A Volúpia Infernal
Luxúria de Lillith
Desejo proibido e condenação em “A Volúpia Infernal”
“A Volúpia Infernal”, da Luxúria de Lillith, explora de forma intensa a ligação entre desejo proibido, sofrimento e condenação, usando referências ao ocultismo e ao vampirismo, temas recorrentes na trajetória da banda. O próprio nome do grupo e o título da música remetem à figura mitológica de Lilith, símbolo de rebeldia e luxúria, o que se reflete na letra ao tratar a "carne" como objeto de adoração e perdição: “Teus mundos veneram a carne / Que sucumbe o proibido / No antro das tentações”. Aqui, o desejo carnal é apresentado como caminho para a perdição, reforçado pela expressão “veneno de volúpia e de sedução”, que sugere que o prazer extremo conduz inevitavelmente à ruína.
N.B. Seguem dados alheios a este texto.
pub mod connection;
pub mod schema;
pub mod store;

use crate::error::{AuditError, Result};
use chrono::{DateTime, Utc};
use rusqlite::ToSql;
use rusqlite::types::{FromSql, FromSqlError, FromSqlResult, ToSqlOutput, ValueRef};
use serde::{Deserialize, Serialize};
use serde_json::Value;
use std::collections::BTreeMap;
use std::fmt;

pub const RESERVED_FIELDS: [&str; 6] = [
    "event_type",
    "start_date",
    "end_date",
    "duration_ms",
    "environment",
    "comments",
];

#[derive(Debug, Clone, PartialEq, Eq, Hash, PartialOrd, Ord, Serialize, Deserialize)]
#[serde(untagged)]
pub enum EventId {
    Integer(i64),
    Text(String),
}

impl EventId {
    pub fn from_json(value: &Value) -> Option<Self> {
        match value {
            Value::Number(n) => n.as_i64().map(EventId::Integer),
            Value::String(s) if !s.is_empty() => Some(EventId::Text(s.clone())),
            _ => None,
        }
    }
}

impl fmt::Display for EventId {
    fn fmt(&self, f: &mut fmt::Formatter<'_>) -> fmt::Result {
        match self {
            EventId::Integer(v) => write!(f, "{v}"),
            EventId::Text(s) => f.write_str(s),
        }
    }
}

impl From<i64> for EventId {
    fn from(value: i64) -> Self {
        EventId::Integer(value)
    }
}

impl From<&str> for EventId {
    fn from(value: &str) -> Self {
        EventId::Text(value.to_string())
    }
}

impl From<String> for EventId {
    fn from(value: String) -> Self {
        EventId::Text(value)
    }
}

impl ToSql for EventId {
    fn to_sql(&self) -> rusqlite::Result<ToSqlOutput<'_>> {
        match self {
            EventId::Integer(v) => v.to_sql(),
            EventId::Text(s) => s.to_sql(),
        }
    }
}

impl FromSql for EventId {
    fn column_result(value: ValueRef<'_>) -> FromSqlResult<Self> {
        match value {
            ValueRef::Integer(v) => Ok(EventId::Integer(v)),
            ValueRef::Text(_) => String::column_result(value).map(EventId::Text),
            _ => Err(FromSqlError::InvalidType),
        }
    }
}

#[derive(Debug, Clone, PartialEq, Eq, Serialize, Deserialize, Default)]
pub struct EventEnvironment {
    pub user_name: Option<String>,
    pub machine_name: Option<String>,
    pub process_id: u32,
}

impl EventEnvironment {
    pub fn capture() -> Self {
        let var = |keys: &[&str]| {
            keys.iter()
                .find_map(|k| std::env::var(k).ok())
                .map(|v| v.trim().to_string())
                .filter(|v| !v.is_empty())
        };
        Self {
            user_name: var(&["USER", "USERNAME"]),
            machine_name: var(&["HOSTNAME", "COMPUTERNAME"]),
            process_id: std::process::id(),
        }
    }
}

#[derive(Debug, Clone, PartialEq, Serialize, Deserialize)]
pub struct AuditEvent {
    pub event_type: String,
    pub start_date: DateTime<Utc>,
    #[serde(default, skip_serializing_if = "Option::is_none")]
    pub end_date: Option<DateTime<Utc>>,
    #[serde(default, skip_serializing_if = "Option::is_none")]
    pub duration_ms: Option<i64>,
    #[serde(default)]
    pub environment: EventEnvironment,
    #[serde(default, skip_serializing_if = "Vec::is_empty")]
    pub comments: Vec<String>,
    #[serde(flatten)]
    pub custom_fields: BTreeMap<String, Value>,
}

impl AuditEvent {
    pub fn new(event_type: &str) -> Self {
        Self {
            event_type: event_type.to_string(),
            start_date: Utc::now(),
            end_date: None,
            duration_ms: None,
            environment: EventEnvironment::capture(),
            comments: Vec::new(),
            custom_fields: BTreeMap::new(),
        }
    }

    pub fn set_custom_field<T: Serialize>(&mut self, name: &str, value: T) -> Result<()> {
        if RESERVED_FIELDS.contains(&name) {
            return Err(AuditError::ReservedField(name.to_string()));
        }
        let value = serde_json::to_value(value)?;
        self.custom_fields.insert(name.to_string(), value);
        Ok(())
    }

    pub fn merge_custom_fields(&mut self, fields: Value) -> Result<()> {
        match fields {
            Value::Null => Ok(()),
            Value::Object(map) => {
                for (k, v) in map {
                    self.set_custom_field(&k, v)?;
                }
                Ok(())
            }
            other => Err(AuditError::Configuration(format!(
                "extra fields must be a JSON object, got {other}"
            ))),
        }
    }

    pub fn custom_field(&self, name: &str) -> Option<&Value> {
        self.custom_fields.get(name)
    }

    pub fn mark_ended(&mut self, at: DateTime<Utc>) {
        self.end_date = Some(at);
        self.duration_ms = Some((at - self.start_date).num_milliseconds());
    }

    pub fn to_json(&self) -> Result<String> {
        serde_json::to_string(self).map_err(Into::into)
    }

    pub fn from_json(raw: &str) -> Result<Self> {
        serde_json::from_str(raw).map_err(Into::into)
    }
}

#[cfg(test)]
mod tests {
    use super::*;
    use serde_json::json;

    #[test]
    fn custom_fields_flatten_into_payload() {
        let mut ev = AuditEvent::new("login");
        ev.set_custom_field("guid", "abc").unwrap();
        ev.set_custom_field("nested", json!({"a": [1, 2, {"b": true}]}))
            .unwrap();

        let payload: Value = serde_json::from_str(&ev.to_json().unwrap()).unwrap();
        assert_eq!(payload["event_type"], "login");
        assert_eq!(payload["guid"], "abc");
        assert_eq!(payload["nested"]["a"][2]["b"], true);

        let back = AuditEvent::from_json(&ev.to_json().unwrap()).unwrap();
        assert_eq!(back, ev);
    }

    #[test]
    fn rejects_reserved_custom_field_names() {
        let mut ev = AuditEvent::new("login");
        let err = ev.set_custom_field("event_type", "x").unwrap_err();
        assert!(matches!(err, AuditError::ReservedField(name) if name == "event_type"));
    }

    #[test]
    fn merge_requires_object() {
        let mut ev = AuditEvent::new("login");
        ev.merge_custom_fields(json!({"field": "initial"})).unwrap();
        assert_eq!(ev.custom_field("field"), Some(&json!("initial")));
        assert!(ev.merge_custom_fields(json!([1])).is_err());
    }

    #[test]
    fn event_id_from_json_values() {
        assert_eq!(EventId::from_json(&json!(7)), Some(EventId::Integer(7)));
        assert_eq!(EventId::from_json(&json!("k")), Some(EventId::from("k")));
        assert_eq!(EventId::from_json(&json!("")), None);
        assert_eq!(EventId::from_json(&json!(1.5)), None);
    }
}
A música cria uma atmosfera de angústia e fatalismo, onde o medo e a culpa dominam os sentidos, e nem mesmo a morte oferece consolo: “Sua angústia a morte não confortará / E nada que tu faças seja justo / As tragédias desta vida vão te enterrar”. O sangue, elemento central no universo vampírico, simboliza a entrega total ao desejo e à condenação: “Assim... Este sangue derramou!”. O verso “Coágulo de sangue e fornicação” une o erotismo à decadência, mostrando como prazer e destruição caminham juntos. Ao final, a letra sugere que, após se render à volúpia, resta apenas dor e desilusão, com a "desgraça" cobrindo a alma, reforçando uma visão sombria e pessimista da existência marcada pelo desejo proibido.
O significado desta letra foi gerado automaticamente.